Team-based care with rheumatological specialist assistants improved patient satisfaction in seropositive rheumatoid arthritis flares
This randomized controlled trial included 224 patients with seropositive rheumatoid arthritis during flares in a multicenter setting. The study compared team-based care with three visits conducted by rheumatological specialist assistants against standard rheumatologist-led care. Follow-up was 12 months. The primary outcome was patient satisfaction, with secondary outcomes including interaction, information, cooperation, quality of care, trust in the healthcare provider, practice organization, and overall satisfaction. Safety data such as adverse events, serious adverse events, discontinuations, and tolerability were not reported.

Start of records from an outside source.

use std::ops::Range;
use std::sync::Arc;
use std::sync::atomic::{AtomicUsize, Ordering};
use std::time::{Duration, Instant};

use async_trait::async_trait;
use bytes::Bytes;
use dashmap::DashMap;
use futures::future::try_join_all;
use tokio::sync::{Mutex, Notify};
use tracing::{debug, info, instrument, warn};
use transit_transport::{ConsumeContext, HandlerError, Message, MessageHandler, SendEndpoint};
use uuid::Uuid;

use crate::error::Error;
use crate::report::LatencyReport;
use crate::settings::LatencySettings;
use crate::transport::MessageLatencyTransport;

/// Header carrying the index of the message within a run.
pub const SEQUENCE_HEADER: &str = "latency-sequence";

/// Measures send-to-consume latency through a transport's own receive
/// endpoint.
#[derive(Clone, Debug)]
pub struct LatencyBenchmark {
    settings: LatencySettings,
}

impl LatencyBenchmark {
    /// Creates a benchmark.
    ///
    /// # Errors
    ///
    /// Returns [`Error::InvalidSettings`] if the message count or
    /// concurrency is zero.
    pub fn new(settings: LatencySettings) -> Result<Self, Error> {
        settings.validate()?;

        Ok(Self { settings })
    }

    /// The benchmark settings.
    #[must_use]
    pub const fn settings(&self) -> &LatencySettings {
        &self.settings
    }

    /// Starts `transport` with a recording consumer, sends every message,
    /// waits for every delivery and stops the transport.
    ///
    /// The transport is stopped whether or not the run succeeds.
    ///
    /// # Errors
    ///
    /// Returns an error if the transport fails, a send fails, or not every
    /// message arrives within the receive timeout.
    #[instrument(skip_all, fields(messages = self.settings.message_count, concurrency = self.settings.concurrency))]
    pub async fn run<T>(&self, transport: &mut T) -> Result<LatencyReport, Error>
    where
        T: MessageLatencyTransport,
    {
        let recorder = Arc::new(Recorder::new(self.settings.message_count));
        transport.start(recorder.clone()).await?;

        let measured = self.measure(&*transport, &recorder).await;
        let stopped = transport.stop().await;

        let report = measured?;
        stopped?;

        info!(
            p50 = ?report.p50,
            p99 = ?report.p99,
            throughput = report.messages_per_second,
            "latency run complete"
        );

        Ok(report)
    }

    async fn measure<T>(&self, transport: &T, recorder: &Recorder) -> Result<LatencyReport, Error>
    where
        T: MessageLatencyTransport,
    {
        let endpoint = transport.target_endpoint()?;
        let payload = Bytes::from(vec![0_u8; self.settings.payload_size]);

        let started = Instant::now();

        let mut offset = 0;
        let senders = self.settings.messages_per_sender().into_iter().map(|count| {
            let first = offset;
            offset += count;
            send_batch(&endpoint, recorder, payload.clone(), first..first + count)
        });
        try_join_all(senders).await?;

        debug!(sent = self.settings.message_count, "all messages sent");

        if tokio::time::timeout(self.settings.receive_timeout, recorder.wait())
            .await
            .is_err()
        {
            let received = recorder.received();
            warn!(received, "timed out waiting for deliveries");
            return Err(Error::Timeout {
                received,
                expected: self.settings.message_count,
            });
        }

        let total = started.elapsed();

        Ok(LatencyReport::from_samples(recorder.samples().await, total))
    }
}

async fn send_batch<E>(
    endpoint: &E,
    recorder: &Recorder,
    payload: Bytes,
    sequence: Range<usize>,
) -> Result<(), Error>
where
    E: SendEndpoint,
{
    for index in sequence {
        let message = Message::new(payload.clone()).with_header(SEQUENCE_HEADER, index.to_string());
        recorder.sending(message.message_id);

        endpoint
            .send(message)
            .await
            .map_err(|e| Error::Send(Box::new(e)))?;
    }

    Ok(())
}

struct Recorder {
    in_flight: DashMap<Uuid, Instant>,
    samples: Mutex<Vec<Duration>>,
    received: AtomicUsize,
    expected: usize,
    complete: Notify,
}

impl Recorder {
    fn new(expected: usize) -> Self {
        Self {
            in_flight: DashMap::with_capacity(expected),
            samples: Mutex::new(Vec::with_capacity(expected)),
            received: AtomicUsize::new(0),
            expected,
            complete: Notify::new(),
        }
    }

    fn sending(&self, message_id: Uuid) {
        self.in_flight.insert(message_id, Instant::now());
    }

    fn received(&self) -> usize {
        self.received.load(Ordering::SeqCst)
    }

    async fn wait(&self) {
        while self.received() < self.expected {
            self.complete.notified().await;
        }
    }

    async fn samples(&self) -> Vec<Duration> {
        self.samples.lock().await.clone()
    }
}

#[async_trait]
impl MessageHandler for Recorder {
    async fn handle(&self, context: ConsumeContext) -> Result<(), HandlerError> {
        let Some((_, sent_at)) = self.in_flight.remove(&context.message.message_id) else {
            debug!(message_id = %context.message.message_id, "ignoring unknown message");
            return Ok(());
        };

        self.samples.lock().await.push(sent_at.elapsed());

        if self.received.fetch_add(1, Ordering::SeqCst) + 1 >= self.expected {
            self.complete.notify_one();
        }

        Ok(())
    }
}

Significantly higher satisfaction was observed in the intervention group for interaction with a p value of 0.023. Information satisfaction was also significantly higher with a p value of 0.014. Cooperation satisfaction showed a p value of 0.021. Quality of care satisfaction had a p value of 0.005. Trust in the healthcare provider satisfaction was significantly higher with a p value of 0.028. No significant difference was found for practice organization with a p value of 0.515. Overall satisfaction showed no significant difference with a p value of 0.084.

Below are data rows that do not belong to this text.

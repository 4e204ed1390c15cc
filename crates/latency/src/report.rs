use std::fmt;
use std::time::Duration;

use serde::Serialize;

/// Round-trip latency statistics of one run.
#[derive(Clone, Debug, PartialEq, Serialize)]
pub struct LatencyReport {
    /// Messages delivered.
    pub message_count: usize,

    /// Wall time from the first send to the last delivery.
    pub total: Duration,

    /// Fastest delivery.
    pub min: Duration,

    /// Slowest delivery.
    pub max: Duration,

    /// Mean delivery time.
    pub mean: Duration,

    /// Median delivery time.
    pub p50: Duration,

    /// 95th percentile delivery time.
    pub p95: Duration,

    /// 99th percentile delivery time.
    pub p99: Duration,

    /// Delivered messages per second of wall time.
    pub messages_per_second: f64,
}

impl LatencyReport {
    /// Summarizes per-message latencies. Percentiles use the nearest-rank
    /// method.
    #[must_use]
    pub fn from_samples(mut samples: Vec<Duration>, total: Duration) -> Self {
        samples.sort_unstable();

        let count = samples.len();
        let sum: u128 = samples.iter().map(Duration::as_nanos).sum();
        let mean = u128::try_from(count)
            .ok()
            .and_then(|n| sum.checked_div(n))
            .map_or(Duration::ZERO, |nanos| {
                Duration::from_nanos(u64::try_from(nanos).unwrap_or(u64::MAX))
            });

        Self {
            message_count: count,
            total,
            min: samples.first().copied().unwrap_or_default(),
            max: samples.last().copied().unwrap_or_default(),
            mean,
            p50: percentile(&samples, 50),
            p95: percentile(&samples, 95),
            p99: percentile(&samples, 99),
            messages_per_second: throughput(count, total),
        }
    }
}

fn percentile(sorted: &[Duration], percent: usize) -> Duration {
    let rank = (percent * sorted.len()).div_ceil(100).max(1);
    sorted.get(rank - 1).copied().unwrap_or_default()
}

#[allow(clippy::cast_precision_loss)]
fn throughput(count: usize, total: Duration) -> f64 {
    let seconds = total.as_secs_f64();
    if seconds > 0.0 {
        count as f64 / seconds
    } else {
        0.0
    }
}

impl fmt::Display for LatencyReport {
    fn fmt(&self, f: &mut fmt::Formatter<'_>) -> fmt::Result {
        writeln!(
            f,
            "{} messages in {:.3?} ({:.1} msg/s)",
            self.message_count, self.total, self.messages_per_second
        )?;
        writeln!(
            f,
            "min {:.3?}  mean {:.3?}  max {:.3?}",
            self.min, self.mean, self.max
        )?;
        write!(
            f,
            "p50 {:.3?}  p95 {:.3?}  p99 {:.3?}",
            self.p50, self.p95, self.p99
        )
    }
}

The study had no reported limitations regarding funding or conflicts of interest. The evidence suggests that involving rheumatological specialist assistants may enhance specific aspects of the patient experience during disease flares. However, the lack of reported safety data and the absence of a significant difference in overall satisfaction warrant cautious interpretation. These findings apply specifically to the studied population and setting.